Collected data
---+---
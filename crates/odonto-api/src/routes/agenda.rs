use axum::Json;
use axum::extract::{Extension, Query, State};
use jiff::civil::Date;
use serde::Deserialize;
use uuid::Uuid;

use odonto_core::agenda::{self, AgendaDay};
use odonto_core::models::appointment::Appointment;
use odonto_core::models::schedule_block::ScheduleBlock;
use odonto_storage::records;

use crate::error::ApiError;
use crate::middleware::auth::AuthUser;
use crate::state::AppState;

#[derive(Debug, Deserialize)]
pub struct AgendaQuery {
    pub from: Date,
    pub to: Date,
    pub dentist_id: Option<Uuid>,
}

/// Day-by-day agenda with appointments and the blocks closing each day.
pub async fn get_agenda(
    State(state): State<AppState>,
    Extension(user): Extension<AuthUser>,
    Query(query): Query<AgendaQuery>,
) -> Result<Json<Vec<AgendaDay>>, ApiError> {
    let appointments = records::list::<Appointment>(&state.s3, state.bucket(), user.clinic_id).await?;
    let blocks = records::list::<ScheduleBlock>(&state.s3, state.bucket(), user.clinic_id).await?;
    let days = agenda::days(query.from, query.to, query.dentist_id, appointments, &blocks)?;
    Ok(Json(days))
}
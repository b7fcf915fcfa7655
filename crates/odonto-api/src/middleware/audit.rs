use axum::extract::Request;
use axum::middleware::Next;
use axum::response::Response;

use super::auth::AuthUser;

/// Audit logging middleware.
///
/// Logs every API request as a structured `api_request` event. The clinic is
/// included when the auth layer accepted the request.
pub async fn audit_log(req: Request, next: Next) -> Response {
    let method = req.method().clone();
    let path = req.uri().path().to_string();

    let response = next.run(req).await;

    let status = response.status().as_u16();
    let clinic_id = response
        .extensions()
        .get::<AuthUser>()
        .map(|u| u.clinic_id.to_string());
    tracing::info!(
        method = %method,
        path = %path,
        status = status,
        clinic_id = clinic_id.as_deref(),
        "api_request"
    );

    response
}
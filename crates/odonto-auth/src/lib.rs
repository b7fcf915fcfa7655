//! odonto-auth
//!
//! Cognito email/password flows and bearer token validation. Each account is
//! one clinic: the token's `sub` is the tenant id.

pub mod error;
pub mod flows;
pub mod jwt;
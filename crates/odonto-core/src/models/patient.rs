use jiff::civil::Date;
use serde::{Deserialize, Serialize};
use ts_rs::TS;

use super::Document;
use crate::s3_keys::Collection;
use crate::validation::{self, ValidationError, blank_to_none};

/// Age below which a guardian must be on file.
pub const ADULT_AGE: i16 = 18;

#[derive(Debug, Clone, Default, Serialize, Deserialize, TS)]
#[ts(export)]
pub struct Patient {
    pub name: String,
    /// Digits only once prepared.
    pub cpf: Option<String>,
    pub email: Option<String>,
    pub phone: Option<String>,
    pub birth_date: Option<Date>,
    pub gender: Option<Gender>,
    pub address: Option<String>,
    pub city: Option<String>,
    pub state: Option<String>,
    pub zip_code: Option<String>,
    pub notes: Option<String>,
    pub guardian_name: Option<String>,
    pub guardian_cpf: Option<String>,
    pub guardian_phone: Option<String>,
}

#[derive(Debug, Clone, Copy, PartialEq, Eq, Serialize, Deserialize, TS)]
#[serde(rename_all = "snake_case")]
#[ts(export)]
pub enum Gender {
    Female,
    Male,
    Other,
}

impl Patient {
    /// Whole years completed on `today`, if the birth date is known.
    pub fn age_on(&self, today: Date) -> Option<i16> {
        let birth = self.birth_date?;
        let mut age = today.year() - birth.year();
        if (today.month(), today.day()) < (birth.month(), birth.day()) {
            age -= 1;
        }
        Some(age)
    }

    pub fn is_minor(&self, today: Date) -> bool {
        self.age_on(today).is_some_and(|age| age < ADULT_AGE)
    }
}

impl Document for Patient {
    const COLLECTION: Collection = Collection::Patients;

    fn prepare(&mut self, today: Date) -> Result<(), ValidationError> {
        self.name = self.name.trim().to_string();
        validation::required("name", &self.name)?;

        self.cpf = match blank_to_none(self.cpf.take()) {
            Some(raw) => Some(validation::normalize_cpf("cpf", &raw)?),
            None => None,
        };
        self.email = match blank_to_none(self.email.take()) {
            Some(raw) => Some(validation::normalize_email("email", &raw)?),
            None => None,
        };
        self.guardian_cpf = match blank_to_none(self.guardian_cpf.take()) {
            Some(raw) => Some(validation::normalize_cpf("guardian_cpf", &raw)?),
            None => None,
        };
        self.phone = blank_to_none(self.phone.take());
        self.address = blank_to_none(self.address.take());
        self.city = blank_to_none(self.city.take());
        self.state = blank_to_none(self.state.take());
        self.zip_code = blank_to_none(self.zip_code.take());
        self.notes = blank_to_none(self.notes.take());
        self.guardian_name = blank_to_none(self.guardian_name.take());
        self.guardian_phone = blank_to_none(self.guardian_phone.take());

        if let Some(birth) = self.birth_date
            && birth > today
        {
            return Err(ValidationError::new(
                "birth_date",
                "Data de nascimento não pode estar no futuro.",
            ));
        }

        if self.is_minor(today) && self.guardian_name.is_none() {
            return Err(ValidationError::new(
                "guardian_name",
                "Informe o responsável para pacientes menores de idade.",
            ));
        }

        Ok(())
    }
}
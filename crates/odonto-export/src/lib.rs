//! odonto-export
//!
//! Printable documents (contract, budget) rendered from Tera templates to HTML
//! or DOCX, and CSV report exports.

pub mod budget;
pub mod contract;
pub mod csv;
pub mod docx;
pub mod error;
pub mod render;
pub mod styles;
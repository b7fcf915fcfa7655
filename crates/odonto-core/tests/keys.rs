use uuid::Uuid;

use odonto_core::s3_keys;

#[test]
fn distinct_claim_values_get_distinct_keys() {
    let clinic = Uuid::nil();
    let pairs = [
        ("josé@x.com", "jos_@x.com"),
        ("CRO/SP 1234", "CRO_SP_1234"),
        ("a b", "a_b"),
        ("..", "__"),
    ];
    for (a, b) in pairs {
        assert_ne!(
            s3_keys::unique_claim(clinic, "patient-email", a),
            s3_keys::unique_claim(clinic, "patient-email", b),
            "{a} vs {b}"
        );
    }
}

#[test]
fn claim_keys_stay_under_the_clinic_index() {
    let clinic = Uuid::nil();
    let key = s3_keys::unique_claim(clinic, "patient-cpf", "12345678909");

    assert!(key.starts_with(&s3_keys::unique_prefix(clinic, "patient-cpf")));
    assert_eq!(key.matches('/').count(), 4);
    assert!(key.ends_with("3132333435363738393039"));
}

#[test]
fn claim_keys_do_not_depend_on_other_clinics() {
    let a = s3_keys::unique_claim(Uuid::nil(), "dentist-cro", "SP-1234");
    let b = s3_keys::unique_claim(Uuid::max(), "dentist-cro", "SP-1234");
    assert_ne!(a, b);
}
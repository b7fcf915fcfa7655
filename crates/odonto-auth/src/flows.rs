use std::collections::HashMap;

use aws_sdk_cognitoidentityprovider::Client;
use aws_sdk_cognitoidentityprovider::types::{AttributeType, AuthFlowType};
use serde::Serialize;
use tracing::info;

use crate::error::AuthError;

/// Tokens returned by a successful sign-in or refresh.
#[derive(Debug, Clone, Serialize)]
pub struct Tokens {
    pub access_token: String,
    pub id_token: String,
    pub refresh_token: String,
    pub expires_in: i32,
}

/// Result of a sign-up: the new account's `sub` and whether it still needs
/// the emailed confirmation code.
#[derive(Debug, Clone, Serialize)]
pub struct SignUpResult {
    pub user_sub: String,
    pub confirmed: bool,
}

/// Register a clinic account. The email is the Cognito username.
pub async fn sign_up(
    client: &Client,
    user_pool_client_id: &str,
    email: &str,
    password: &str,
) -> Result<SignUpResult, AuthError> {
    info!(email = email, "signing up");

    let email_attr = AttributeType::builder()
        .name("email")
        .value(email)
        .build()
        .map_err(|e| AuthError::Cognito(e.to_string()))?;

    let resp = client
        .sign_up()
        .client_id(user_pool_client_id)
        .username(email)
        .password(password)
        .user_attributes(email_attr)
        .send()
        .await
        .map_err(|e| {
            let err = e.into_service_error();
            if err.is_username_exists_exception() {
                AuthError::UsernameExists
            } else if err.is_invalid_password_exception() {
                AuthError::InvalidPassword(err.to_string())
            } else {
                AuthError::Cognito(err.to_string())
            }
        })?;

    Ok(SignUpResult {
        user_sub: resp.user_sub().to_string(),
        confirmed: resp.user_confirmed(),
    })
}

/// Confirm a sign-up with the code Cognito emailed.
pub async fn confirm_sign_up(
    client: &Client,
    user_pool_client_id: &str,
    email: &str,
    code: &str,
) -> Result<(), AuthError> {
    info!(email = email, "confirming sign up");

    client
        .confirm_sign_up()
        .client_id(user_pool_client_id)
        .username(email)
        .confirmation_code(code)
        .send()
        .await
        .map_err(|e| {
            let err = e.into_service_error();
            if err.is_code_mismatch_exception() || err.is_expired_code_exception() {
                AuthError::InvalidCode
            } else {
                AuthError::Cognito(err.to_string())
            }
        })?;

    Ok(())
}

/// Email/password sign-in.
pub async fn initiate_auth(
    client: &Client,
    user_pool_client_id: &str,
    email: &str,
    password: &str,
) -> Result<Tokens, AuthError> {
    info!(email = email, "initiating auth");

    let mut auth_params = HashMap::new();
    auth_params.insert("USERNAME".to_string(), email.to_string());
    auth_params.insert("PASSWORD".to_string(), password.to_string());

    let resp = client
        .initiate_auth()
        .auth_flow(AuthFlowType::UserPasswordAuth)
        .client_id(user_pool_client_id)
        .set_auth_parameters(Some(auth_params))
        .send()
        .await
        .map_err(|e| {
            let err = e.into_service_error();
            if err.is_not_authorized_exception() || err.is_user_not_found_exception() {
                AuthError::InvalidCredentials
            } else if err.is_user_not_confirmed_exception() {
                AuthError::NotConfirmed
            } else {
                AuthError::Cognito(err.to_string())
            }
        })?;

    let result = resp.authentication_result().ok_or_else(|| {
        // Pools for this app have no MFA or custom challenges configured.
        AuthError::AuthFailed(format!(
            "unexpected challenge: {:?}",
            resp.challenge_name()
        ))
    })?;

    Ok(Tokens {
        access_token: result.access_token().unwrap_or_default().to_string(),
        id_token: result.id_token().unwrap_or_default().to_string(),
        refresh_token: result.refresh_token().unwrap_or_default().to_string(),
        expires_in: result.expires_in(),
    })
}

/// Refresh tokens using a refresh token.
pub async fn refresh_auth(
    client: &Client,
    user_pool_client_id: &str,
    refresh_token: &str,
) -> Result<Tokens, AuthError> {
    let mut auth_params = HashMap::new();
    auth_params.insert("REFRESH_TOKEN".to_string(), refresh_token.to_string());

    let resp = client
        .initiate_auth()
        .auth_flow(AuthFlowType::RefreshTokenAuth)
        .client_id(user_pool_client_id)
        .set_auth_parameters(Some(auth_params))
        .send()
        .await
        .map_err(|e| {
            let err = e.into_service_error();
            if err.is_not_authorized_exception() {
                AuthError::InvalidToken("refresh token rejected".to_string())
            } else {
                AuthError::Cognito(err.to_string())
            }
        })?;

    let result = resp
        .authentication_result()
        .ok_or_else(|| AuthError::AuthFailed("refresh failed".to_string()))?;

    Ok(Tokens {
        access_token: result.access_token().unwrap_or_default().to_string(),
        id_token: result.id_token().unwrap_or_default().to_string(),
        // Refresh token may not be returned on refresh
        refresh_token: result
            .refresh_token()
            .unwrap_or(refresh_token)
            .to_string(),
        expires_in: result.expires_in(),
    })
}

/// Revoke every token issued to the account behind `access_token`.
pub async fn global_sign_out(client: &Client, access_token: &str) -> Result<(), AuthError> {
    client
        .global_sign_out()
        .access_token(access_token)
        .send()
        .await
        .map_err(|e| {
            let err = e.into_service_error();
            if err.is_not_authorized_exception() {
                AuthError::InvalidToken("access token rejected".to_string())
            } else {
                AuthError::Cognito(err.to_string())
            }
        })?;

    Ok(())
}
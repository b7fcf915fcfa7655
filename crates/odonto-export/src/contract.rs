//! Treatment and payment contract.
//!
//! Every figure comes from the persisted plan and its installments. Nothing
//! here re-runs the calculator, so a printed contract always matches what
//! the patient agreed to.

use jiff::civil::Date;
use serde::Serialize;

use odonto_core::models::budget::Budget;
use odonto_core::models::installment::Installment;
use odonto_core::models::patient::Patient;
use odonto_core::models::payment_plan::PaymentPlan;
use odonto_core::models::settings::ClinicSettings;
use odonto_core::money::{format_brl, format_rate};
use odonto_core::validation::format_cpf;

use crate::docx::generate_docx;
use crate::error::ExportError;
use crate::render::{Template, render};
use crate::styles::DocumentStyles;

/// Labels of the copies printed one after the other.
pub const COPIES: [&str; 2] = ["Via da clínica", "Via do paciente"];

pub fn br_date(date: Date) -> String {
    date.strftime("%d/%m/%Y").to_string()
}

#[derive(Debug, Clone, Serialize)]
pub struct ClinicHeader {
    pub name: String,
    pub document: Option<String>,
    pub address: Option<String>,
    pub city: Option<String>,
    pub phone: Option<String>,
    pub email: Option<String>,
}

impl From<&ClinicSettings> for ClinicHeader {
    fn from(settings: &ClinicSettings) -> Self {
        Self {
            name: settings.clinic_name.clone(),
            document: settings.document.clone(),
            address: settings.address.clone(),
            city: settings.city.clone(),
            phone: settings.phone.clone(),
            email: settings.email.clone(),
        }
    }
}

#[derive(Debug, Clone, Serialize)]
pub struct PartyBlock {
    pub name: String,
    pub cpf: Option<String>,
    pub address: Option<String>,
    pub phone: Option<String>,
    /// Signs in the patient's place when set.
    pub guardian_name: Option<String>,
    pub guardian_cpf: Option<String>,
}

impl From<&Patient> for PartyBlock {
    fn from(patient: &Patient) -> Self {
        let address = [
            patient.address.as_deref(),
            patient.city.as_deref(),
            patient.state.as_deref(),
        ]
        .into_iter()
        .flatten()
        .collect::<Vec<_>>()
        .join(", ");

        Self {
            name: patient.name.clone(),
            cpf: patient.cpf.as_deref().map(format_cpf),
            address: (!address.is_empty()).then_some(address),
            phone: patient.phone.clone(),
            guardian_name: patient.guardian_name.clone(),
            guardian_cpf: patient.guardian_cpf.as_deref().map(format_cpf),
        }
    }
}

#[derive(Debug, Clone, Serialize)]
pub struct ItemLine {
    pub description: String,
    pub location: Option<String>,
    pub quantity: u32,
    pub unit_price: String,
    pub line_total: String,
}

/// Itemized budget lines with pre-formatted money.
pub fn item_lines(budget: &Budget) -> Vec<ItemLine> {
    budget
        .items
        .iter()
        .map(|item| ItemLine {
            description: item.description.clone(),
            location: item.location(),
            quantity: item.quantity,
            unit_price: format_brl(item.unit_price),
            line_total: format_brl(item.line_total()),
        })
        .collect()
}

#[derive(Debug, Clone, Serialize)]
pub struct ScheduleLine {
    pub number: u32,
    pub due_date: String,
    pub amount: String,
}

#[derive(Debug, Clone, Serialize)]
pub struct PlanTerms {
    pub total: String,
    pub down_payment: Option<String>,
    pub installments: u32,
    pub installment_amount: String,
    pub method: String,
    /// Only for plans with interest.
    pub monthly_rate: Option<String>,
    pub interest_amount: Option<String>,
    pub total_payable: String,
    pub first_due_date: String,
}

impl From<&PaymentPlan> for PlanTerms {
    fn from(plan: &PaymentPlan) -> Self {
        let with_interest = plan.monthly_rate > 0.0;
        Self {
            total: format_brl(plan.total),
            down_payment: (plan.down_payment > 0.0).then(|| format_brl(plan.down_payment)),
            installments: plan.installments,
            installment_amount: format_brl(plan.installment_amount),
            method: plan.method.label().to_string(),
            monthly_rate: with_interest.then(|| format_rate(plan.monthly_rate)),
            interest_amount: with_interest.then(|| format_brl(plan.interest_amount)),
            total_payable: format_brl(plan.total_payable),
            first_due_date: br_date(plan.first_due_date),
        }
    }
}

/// Everything the contract templates need, already formatted for print.
#[derive(Debug, Clone, Serialize)]
pub struct ContractData {
    pub clinic: ClinicHeader,
    pub patient: PartyBlock,
    pub items: Vec<ItemLine>,
    pub subtotal: Option<String>,
    pub discount: Option<String>,
    pub terms: PlanTerms,
    pub schedule: Vec<ScheduleLine>,
    pub clauses: Vec<String>,
    pub issued_on: String,
    pub copies: Vec<String>,
}

impl ContractData {
    pub fn build(
        settings: &ClinicSettings,
        patient: &Patient,
        budget: Option<&Budget>,
        plan: &PaymentPlan,
        installments: &[Installment],
        issued_on: Date,
    ) -> Self {
        let mut rows: Vec<&Installment> = installments.iter().collect();
        rows.sort_by_key(|i| i.number);

        Self {
            clinic: ClinicHeader::from(settings),
            patient: PartyBlock::from(patient),
            items: budget.map(item_lines).unwrap_or_default(),
            subtotal: budget.map(|b| format_brl(b.subtotal())),
            discount: budget
                .filter(|b| b.discount > 0.0)
                .map(|b| format_brl(b.discount)),
            terms: PlanTerms::from(plan),
            schedule: rows
                .into_iter()
                .map(|i| ScheduleLine {
                    number: i.number,
                    due_date: br_date(i.due_date),
                    amount: format_brl(i.amount),
                })
                .collect(),
            clauses: settings.contract_clauses.clone(),
            issued_on: br_date(issued_on),
            copies: COPIES.iter().map(|c| c.to_string()).collect(),
        }
    }
}

/// Printable HTML with one copy per entry in [`COPIES`], page break between.
pub fn render_contract_html(data: &ContractData) -> Result<String, ExportError> {
    render(Template::ContractHtml, data)
}

/// The same copies as DOCX, for clinics that edit the contract before printing.
pub fn render_contract_docx(
    data: &ContractData,
    styles: &DocumentStyles,
) -> Result<Vec<u8>, ExportError> {
    let markdown = render(Template::ContractMarkdown, data)?;
    generate_docx(&markdown, styles)
}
---+---
> **Exercise**: Go through the entries and report every line with the string "appointments".

> **Result of this task**:
/// Day-by-day agenda with appointments and the blocks closing each day.
    let appointments = records::list::<Appointment>(&state.s3, state.bucket(), user.clinic_id).await?;
    let days = agenda::days(query.from, query.to, query.dentist_id, appointments, &blocks)?;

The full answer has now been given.